3. At the level of rhetoric, there are no dilemmas
It’s easy for senior leaders to stand up and claim “safety is our most important priority—I do not want you to compromise safety”. And then we leave the people on the shop floor to deal with all the dilemmas of cost, schedule, production, etc. Key question: How do I acknowledge and help people work through the dilemmas they face every day? Or do I leave it up to them to grapple with the tough choices?
4. Lurking in the wall of noise are critical messages
During times of change, there will inevitably be a lot of feedback expressing concern over the change. A key for senior leaders is to resist the urge to dismiss the “noise” and chalk it up to “they just don’t want to change”. Key question: How do I really try to understand the concerns that people have and use that to deliver an even better product? Do I effectively play back the concern so people feel they have been heard?
5. Bolting on best practices may make the system worse
We love to identify and apply best practices. We tell our people to stop reinventing the wheel and find someone who has already solved the problem. Nothing wrong with that, but adding stuff onto the system without fully understanding the system impacts can result in worse performance, not better. Key question: Have I fully considered the unintended impact of applying this “best practice” change to my system?

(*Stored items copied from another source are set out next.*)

//! Managed RPC infrastructure.
//!
//! When a project key is configured, chains the provider serves are read through
//! `https://{network}.infura.io/v3/{key}` ahead of any other endpoint.

use alloy_chains::{Chain, NamedChain};
use alloy_primitives::ChainId;
use url::Url;

/// Returns the managed provider's network name for `chain_id`, if it serves that chain.
pub fn network_name(chain_id: ChainId) -> Option<&'static str> {
    let name = match Chain::from_id(chain_id).named()? {
        NamedChain::Mainnet => "mainnet",
        NamedChain::Sepolia => "sepolia",
        NamedChain::Holesky => "holesky",
        NamedChain::Polygon => "polygon-mainnet",
        NamedChain::PolygonAmoy => "polygon-amoy",
        NamedChain::Optimism => "optimism-mainnet",
        NamedChain::OptimismSepolia => "optimism-sepolia",
        NamedChain::Arbitrum => "arbitrum-mainnet",
        NamedChain::ArbitrumSepolia => "arbitrum-sepolia",
        NamedChain::Base => "base-mainnet",
        NamedChain::BaseSepolia => "base-sepolia",
        NamedChain::Linea => "linea-mainnet",
        NamedChain::LineaSepolia => "linea-sepolia",
        NamedChain::Avalanche => "avalanche-mainnet",
        NamedChain::AvalancheFuji => "avalanche-fuji",
        NamedChain::Celo => "celo-mainnet",
        NamedChain::BinanceSmartChain => "bsc-mainnet",
        _ => return None,
    };
    Some(name)
}

/// Whether the managed provider serves `chain_id`.
pub fn is_supported(chain_id: ChainId) -> bool {
    network_name(chain_id).is_some()
}

/// Builds the managed endpoint for `chain_id` with the given project key.
pub fn managed_url(key: &str, chain_id: ChainId) -> Option<Url> {
    let network = network_name(chain_id)?;
    Url::parse(&format!("https://{network}.infura.io/v3/{key}")).ok()
}
//! Built-in public endpoints used when neither a managed key nor an override covers a chain.

use alloy_chains::{Chain, NamedChain};
use alloy_primitives::ChainId;

/// Returns the public RPC endpoints known for `chain_id`, most preferred first.
pub fn public_endpoints(chain_id: ChainId) -> &'static [&'static str] {
    let Some(chain) = Chain::from_id(chain_id).named() else { return &[] };
    match chain {
        NamedChain::Mainnet => &["https://eth.llamarpc.com", "https://ethereum-rpc.publicnode.com"],
        NamedChain::Sepolia => &["https://ethereum-sepolia-rpc.publicnode.com"],
        NamedChain::Holesky => &["https://ethereum-holesky-rpc.publicnode.com"],
        NamedChain::Polygon => &["https://polygon-rpc.com", "https://polygon-bor-rpc.publicnode.com"],
        NamedChain::PolygonAmoy => &["https://rpc-amoy.polygon.technology"],
        NamedChain::Optimism => &["https://mainnet.optimism.io"],
        NamedChain::OptimismSepolia => &["https://sepolia.optimism.io"],
        NamedChain::Arbitrum => &["https://arb1.arbitrum.io/rpc"],
        NamedChain::ArbitrumSepolia => &["https://sepolia-rollup.arbitrum.io/rpc"],
        NamedChain::Base => &["https://mainnet.base.org"],
        NamedChain::BaseSepolia => &["https://sepolia.base.org"],
        NamedChain::Linea => &["https://rpc.linea.build"],
        NamedChain::Avalanche => &["https://api.avax.network/ext/bc/C/rpc"],
        NamedChain::AvalancheFuji => &["https://api.avax-test.network/ext/bc/C/rpc"],
        NamedChain::Celo => &["https://forno.celo.org"],
        NamedChain::BinanceSmartChain => &["https://bsc-dataseed.bnbchain.org"],
        NamedChain::Gnosis => &["https://rpc.gnosischain.com"],
        _ => &[],
    }
}
//! Scripted signer and helpers shared by the scenarios.

use alloy_primitives::{Address, ChainId, address};
use foundry_wallet_bridge::{
    BridgeConfig, BridgeEvent, ConnectionState, EventDispatcher, EventKind, ListenerRegistration,
    MemorySessionStore, RequestEnvelope, ResponseEnvelope, RpcError, Session, SessionStore,
    WalletBridge,
    envelope::{HANDSHAKE_METHOD, RESUME_METHOD, RequestId},
    error::BridgeError,
    transport::{
        ReconnectPolicy, RelayInterface, SocketRelayTransport, test_utils::ScriptedConnector,
    },
};
use parking_lot::Mutex;
use serde_json::{Value, json};
use std::{sync::Arc, time::Duration};
use tokio::{sync::mpsc, task::JoinHandle};
use url::Url;

pub const ACCOUNT: Address = address!("0x1804c8AB1F12E6bbf3894d4083f33e07309d1f38");
pub const OTHER_ACCOUNT: Address = address!("0x70997970C51812dc3A010C7d01b50e0d17dc79C8");

/// The remote end of one relay connection.
#[derive(Debug)]
pub struct Signer {
    relay: RelayInterface,
}

impl From<RelayInterface> for Signer {
    fn from(relay: RelayInterface) -> Self {
        Self { relay }
    }
}

impl Signer {
    pub fn send(&self, frame: Value) {
        assert!(self.relay.send_to_frontend(frame.to_string()), "transport went away");
    }

    pub fn ready(&self) {
        self.send(json!({ "event": "ready" }));
    }

    pub async fn next_request(&mut self) -> RequestEnvelope {
        let frame = self.relay.recv_from_frontend().await.expect("relay closed");
        serde_json::from_str(&frame).unwrap()
    }

    pub fn try_next_request(&mut self) -> Option<RequestEnvelope> {
        self.relay.try_recv_from_frontend().map(|frame| serde_json::from_str(&frame).unwrap())
    }

    pub fn respond(&self, id: RequestId, result: Value) {
        self.send(serde_json::to_value(ResponseEnvelope::success(id, result)).unwrap());
    }

    pub fn reject(&self, id: RequestId, error: RpcError) {
        self.send(serde_json::to_value(ResponseEnvelope::error(id, error)).unwrap());
    }

    pub fn notify(&self, method: &str, params: Value) {
        self.send(json!({ "method": method, "params": params }));
    }

    /// Answers the next handshake or resume request with `account` on `chain_id`.
    pub async fn approve(&mut self, account: Address, chain_id: ChainId) -> RequestEnvelope {
        let request = self.next_request().await;
        assert!(
            request.method == HANDSHAKE_METHOD || request.method == RESUME_METHOD,
            "unexpected {}",
            request.method
        );
        self.respond(
            request.request_id,
            json!({ "accounts": [account], "chainId": format!("{chain_id:#x}") }),
        );
        request
    }

    /// Whether the transport closed this connection.
    pub async fn closed(&mut self) -> bool {
        self.relay.recv_from_frontend().await.is_none()
    }
}

/// A bridge wired to a scripted relay, recording every event it emits.
pub struct TestBridge {
    pub bridge: WalletBridge,
    pub store: Arc<MemorySessionStore>,
    pub transport: Arc<SocketRelayTransport<ScriptedConnector>>,
    pub dispatcher: EventDispatcher,
    relays: mpsc::UnboundedReceiver<RelayInterface>,
    events: Arc<Mutex<Vec<BridgeEvent>>>,
    _registrations: Vec<ListenerRegistration>,
}

impl TestBridge {
    pub fn new(config: BridgeConfig) -> Self {
        Self::with_store(config, Arc::new(MemorySessionStore::new()))
    }

    pub fn with_store(config: BridgeConfig, store: Arc<MemorySessionStore>) -> Self {
        let dispatcher = EventDispatcher::new();
        let (connector, relays) = ScriptedConnector::new();
        let transport =
            Arc::new(SocketRelayTransport::new(connector, ReconnectPolicy::from(&config)));

        let events = Arc::new(Mutex::new(Vec::new()));
        let registrations = [
            EventKind::StateChanged,
            EventKind::ApprovalRequested,
            EventKind::OverlayShown,
            EventKind::OverlayHidden,
            EventKind::OtpReceived,
            EventKind::ChainChanged,
            EventKind::AccountChanged,
            EventKind::RequestCompleted,
            EventKind::RequestFailed,
            EventKind::TransportUnreachable,
            EventKind::HandshakeRejected,
        ]
        .into_iter()
        .map(|kind| {
            let events = events.clone();
            dispatcher.subscribe(kind, move |event| events.lock().push(event.clone()))
        })
        .collect();

        let bridge = WalletBridge::builder(config, dispatcher.sender())
            .transport(transport.clone())
            .store(store.clone())
            .build()
            .unwrap();
        Self { bridge, store, transport, dispatcher, relays, events, _registrations: registrations }
    }

    /// Connects and approves the handshake.
    pub async fn connected(config: BridgeConfig) -> (Self, Signer) {
        let mut this = Self::new(config);
        let signer = this.connect_approved().await;
        (this, signer)
    }

    /// Runs `connect()` and approves whatever the signer is asked.
    pub async fn connect_approved(&mut self) -> Signer {
        let connecting = self.spawn_connect();
        let mut signer = self.signer().await;
        signer.ready();
        signer.approve(ACCOUNT, self.bridge.lifecycle().config().chain_id).await;
        connecting.await.unwrap().unwrap();
        signer
    }

    pub fn spawn_connect(&self) -> JoinHandle<Result<Session, BridgeError>> {
        let bridge = self.bridge.clone();
        tokio::spawn(async move { bridge.connect().await })
    }

    pub fn spawn_request(
        &self,
        method: &str,
        params: Value,
    ) -> JoinHandle<Result<Value, BridgeError>> {
        let bridge = self.bridge.clone();
        let method = method.to_string();
        tokio::spawn(async move { bridge.request(method, params, None).await })
    }

    /// The next relay connection the transport opens.
    pub async fn signer(&mut self) -> Signer {
        let relay = self.relays.recv().await.expect("transport never connected");
        Signer { relay }
    }

    pub async fn wait_for_state(&self, state: ConnectionState) {
        let mut states = self.bridge.lifecycle().subscribe_state();
        tokio::time::timeout(Duration::from_secs(5), states.wait_for(|s| *s == state))
            .await
            .unwrap_or_else(|_| panic!("never reached {state}"))
            .unwrap();
    }

    /// Waits until `condition` holds, giving the background tasks a chance to run.
    pub async fn until(&self, mut condition: impl FnMut(&Self) -> bool) {
        for _ in 0..1_000 {
            if condition(self) {
                return;
            }
            tokio::task::yield_now().await;
        }
        panic!("condition never held");
    }

    pub fn events(&self) -> Vec<BridgeEvent> {
        self.events.lock().clone()
    }

    /// Every state the bridge moved into, in order.
    pub fn states(&self) -> Vec<ConnectionState> {
        self.events
            .lock()
            .iter()
            .filter_map(|event| match event {
                BridgeEvent::StateChanged { to, .. } => Some(*to),
                _ => None,
            })
            .collect()
    }

    pub fn persisted(&self) -> Option<Session> {
        self.store.load().unwrap().map(|blob| Session::from_blob(&blob).unwrap())
    }
}

/// Config for a bridge with a fast reconnecting relay.
pub fn config() -> BridgeConfig {
    BridgeConfig { relay_retry_backoff: 10, ..Default::default() }
}

/// Spawns a JSON-RPC server that answers `eth_blockNumber` with `block`.
pub async fn spawn_rpc(block: &'static str) -> Url {
    use axum::{Json, Router, routing::post};

    let handle = move |Json(req): Json<Value>| async move {
        let id = req["id"].clone();
        let body = match req["method"].as_str() {
            Some("eth_blockNumber") => json!({ "jsonrpc": "2.0", "id": id, "result": block }),
            _ => json!({
                "jsonrpc": "2.0",
                "id": id,
                "error": { "code": -32601, "message": "method not found" }
            }),
        };
        Json(body)
    };

    let listener = tokio::net::TcpListener::bind("127.0.0.1:0").await.unwrap();
    let addr = listener.local_addr().unwrap();
    tokio::spawn(async move {
        axum::serve(listener, Router::new().route("/", post(handle))).await.unwrap();
    });
    format!("http://{addr}/").parse().unwrap()
}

6. The operations professionals may not see it either
As a senior leader, I assumed the professionals on the shop floor would have the knowledge and the empowerment to stop operations if they felt it was unsafe. We have developed incredibly complex systems, and it’s hard for even the experienced professionals to know if they are operating “outside the envelope” or not. Key question: Do the people at the shop floor making the day to day decisions have the competences and deep understanding of the system they are operating to know when to say ‘STOP’?
7. I’m enrolling somebody in something every minute
We know, as senior leaders, that all eyes are on us and it’s especially important our messages are consistent and well thought through. But we aren’t enrolling people only when we are giving speeches or making presentations. We enrol people with every word and action. Key question: What do I do at the coffee pot, or in idle chatter with staff, or when I think I’m having a private conversation that may enrol people in something different than my “public” messages?
8. A system full of well intended, competent people working world class systems trying their best to meet expectations can produce fatalities
Probably the most profound learning for me. In the Brent Bravo story, there were no obvious ‘villains’, but rather a number of causal patterns that came together to produce a tragedy. The whole point of Deep Learning for each of my senior leaders and me was to be able to see ourselves in the system and what causal patterns we could have been able to break (if we had a better appreciation for the unintended consequences of our many well intended decisions). Key questions: Am I asking the right questions? Am I curious enough?